Maksûdumuzdur, matlubumuzdur.
Gayri mütenâhi berâhininden dört bürhanı küllîyi îrad ediyoruz.
Birinci Bürhan: Muhammed Aleyhissalâtü Vesselâm’dır. Şu bürhanı neyyirimiz Şuâat’da tenevvür ettiğinden, tenviri müddeâmızda münevver bir mir’attır.
İkinci Bürhan: Kitabı Kebîr ve insanı ekber olan kâinattır.
Üçüncü Bürhan: Kitabı Mu’cizü’l-Beyân, Kelâmı Akdes’dir.

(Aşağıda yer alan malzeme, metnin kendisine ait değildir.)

use biosim::engine::config::{DockingConfig, DoseResponseConfig, SimulationConfig};

/// Fully merged and validated engine configuration for one invocation.
#[derive(Debug, Clone, PartialEq)]
pub struct AppConfig {
    pub docking: DockingConfig,
    pub simulation: SimulationConfig,
    pub dose_response: DoseResponseConfig,
}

Dördüncü Bürhan: Âlemi Gayb ve Şehâdetin nokta-i iltisakı ve berzahı ve iki âlemden birbirine gelen seyyâratın mültekası vicdan denilen fıtratı zîşuurdur. Evet fıtrat ve vicdan akla bir penceredir. Tevhidin şuâını neşrederler.

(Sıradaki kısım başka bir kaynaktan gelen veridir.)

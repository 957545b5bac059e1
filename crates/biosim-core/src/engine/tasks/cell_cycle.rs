use crate::engine::context::CultureContext;
use crate::engine::state::{CultureState, SPEED_RANGE};
use rand::Rng;
use tracing::{trace, warn};

/// Growth response to the medium, `nutrient_factor ^ dependence`.
///
/// Lines that rely less on growth factors supplied by the medium keep cycling longer as it
/// is depleted; an exhausted medium stops every line with non-zero dependence.
#[inline]
pub fn nutrient_response(nutrient_factor: f64, dependence: f64) -> f64 {
    nutrient_factor.clamp(0.0, 1.0).powf(dependence.clamp(0.0, 1.0))
}

/// Growth modifier applied to cycle progression: environment, nutrients, drug and
/// confluence combined.
pub fn growth_modifier(context: &CultureContext, state: &CultureState) -> f64 {
    let occupancy = state.total() as f64 / context.config.max_population as f64;
    let confluence = (1.0 - context.profile.contact_inhibition * occupancy).max(0.0);
    let nutrients = nutrient_response(
        state.medium().nutrient_factor(),
        context.profile.growth_factor_dependence,
    );
    context.environment.growth_factor * nutrients * context.treatment.growth_factor * confluence
}

/// Advances every viable cell by `dt` hours and performs the divisions that complete.
///
/// Division is deferred while the culture is at `max_population`; such cells wait at
/// the end of M.
///
/// # Return
///
/// The number of divisions performed.
pub fn run(context: &CultureContext, state: &mut CultureState, dt: f64) -> usize {
    let growth = growth_modifier(context, state);
    if growth <= 0.0 {
        return 0;
    }

    let max_population = context.config.max_population;
    let mut divisions = 0;
    let mut deferred = 0;

    for id in state.viable_ids() {
        let Some(cell) = state.cells_mut().get_mut(id) else {
            continue;
        };
        let progress = dt * cell.speed * growth;
        let Some(overflow) = cell.advance(progress, &context.schedule) else {
            continue;
        };

        if state.total() >= max_population {
            deferred += 1;
            continue;
        }

        let speed = state.rng().gen_range(SPEED_RANGE);
        let daughter = match state.cells_mut().get_mut(id) {
            Some(mother) => mother.divide(overflow, speed, &context.schedule),
            None => continue,
        };
        state.cells_mut().insert(daughter);
        divisions += 1;
    }

    if deferred > 0 {
        warn!(
            deferred,
            max_population, "Population cap reached; division deferred."
        );
    }
    trace!(growth, divisions, "Cell cycle advanced.");
    divisions
}

#[cfg(test)]
mod tests {
    use super::*;
    use crate::core::catalog::Catalog;
    use crate::core::dynamics::cell::CellPhase;
    use crate::core::dynamics::environment::EnvironmentConditions;
    use crate::engine::config::{SimulationConfig, SimulationConfigBuilder};
    use crate::engine::progress::ProgressReporter;

    #[test]
    fn growth_modifier_is_one_for_fresh_nominal_culture_without_inhibition() {
        let catalog = Catalog::builtin();
        let mut profile = catalog.cell_line("HeLa").unwrap().clone();
        profile.contact_inhibition = 0.0;
        let config = SimulationConfig::default();
        let reporter = ProgressReporter::new();
        let context = CultureContext::new(
            &profile,
            &config,
            &EnvironmentConditions::default(),
            None,
            &reporter,
        )
        .unwrap();
        let state = CultureState::new(&context, 10, 1);
        assert!((growth_modifier(&context, &state) - 1.0).abs() < 1e-12);
    }

    #[test]
    fn nutrient_response_scales_with_growth_factor_dependence() {
        assert_eq!(nutrient_response(1.0, 0.8), 1.0);
        assert_eq!(nutrient_response(0.0, 0.5), 0.0);
        assert!((nutrient_response(0.25, 1.0) - 0.25).abs() < 1e-12);
        assert!((nutrient_response(0.25, 0.5) - 0.5).abs() < 1e-12);
    }

    #[test]
    fn depleted_medium_slows_dependent_lines_more() {
        let catalog = Catalog::builtin();
        let config = SimulationConfig::default();
        let reporter = ProgressReporter::new();
        let mut profile = catalog.cell_line("HeLa").unwrap().clone();
        profile.contact_inhibition = 0.0;

        let modifier_for = |dependence: f64| {
            let mut profile = profile.clone();
            profile.growth_factor_dependence = dependence;
            let context = CultureContext::new(
                &profile,
                &config,
                &EnvironmentConditions::default(),
                None,
                &reporter,
            )
            .unwrap();
            let mut state = CultureState::new(&context, 10, 1);
            // consume half of the glucose in one hour
            let medium = config.medium;
            let cells = medium.glucose_mm / 2.0 * medium.volume_ml * 1e6
                / profile.glucose_consumption;
            state.medium_mut().consume(&profile, cells as usize, 1.0);
            let nutrient_factor = state.medium().nutrient_factor();
            assert!(nutrient_factor > 0.0 && nutrient_factor < 1.0);
            growth_modifier(&context, &state)
        };

        let tolerant = modifier_for(0.2);
        let dependent = modifier_for(1.0);
        assert!(dependent < tolerant && tolerant < 1.0);
        assert!((modifier_for(0.0) - 1.0).abs() < 1e-12);
    }

    #[test]
    fn a_full_doubling_time_doubles_the_population() {
        let catalog = Catalog::builtin();
        let mut profile = catalog.cell_line("HeLa").unwrap().clone();
        profile.contact_inhibition = 0.0;
        let config = SimulationConfig::default();
        let reporter = ProgressReporter::new();
        let context = CultureContext::new(
            &profile,
            &config,
            &EnvironmentConditions::default(),
            None,
            &reporter,
        )
        .unwrap();
        let mut state = CultureState::new(&context, 100, 4);

        let substeps = (profile.doubling_time / 0.25) as usize;
        let mut divisions = 0;
        for _ in 0..substeps {
            divisions += run(&context, &mut state, 0.25);
        }
        // speed jitter of ±10% lets a few cells lag or lead by one division
        assert!((80..=120).contains(&divisions), "divisions = {divisions}");
        assert_eq!(state.total(), 100 + divisions);
    }

    #[test]
    fn population_cap_defers_division() {
        let catalog = Catalog::builtin();
        let config = SimulationConfigBuilder::new()
            .max_population(20)
            .build()
            .unwrap();
        let reporter = ProgressReporter::new();
        let context = CultureContext::new(
            catalog.cell_line("HEK293").unwrap(),
            &config,
            &EnvironmentConditions::default(),
            None,
            &reporter,
        )
        .unwrap();
        let mut state = CultureState::new(&context, 20, 8);
        for _ in 0..200 {
            assert_eq!(run(&context, &mut state, 0.25), 0);
        }
        assert_eq!(state.total(), 20);
        assert!(state.cells().values().any(|c| c.phase == CellPhase::M));
    }
}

BİRİNCİ BÜRHAN: Risâlet ve İslâmiyetle mücehhez olan “hakîkatı Muhammediye”dir ki, risâlet noktasında en muazzam icmâ ve en vâsi tevâtür sırrını ihtiva eden mecmû-u enbiyânın şehâdetini tazammun eder. Ve İslâmiyet cihetiyle vahye istinâd eden bütün edyânı semâvîyenin ruhunu ve tasdiklerini taşıyor. İşte bütün enbiyânın şehâdetiyle ve bütün edyânın tasdikiyle ve bütün mu’cizatının te’yidiyle musaddak olan bütün akvaliyle, vücûd ve vahdeti Sânii beşere gösteriyor. Demek şu dâvada ittihad etmiş bütün efâzılı beşer nâmına o nuru gösteriyor. Acaba bu kadar tasdiklere mazhar, büyük, derin, dürbîn, safi, keskin, hakâik-âşina bir gözün gördüğü hakîkat, hakîkat olmamak hiç ihtimali var mı?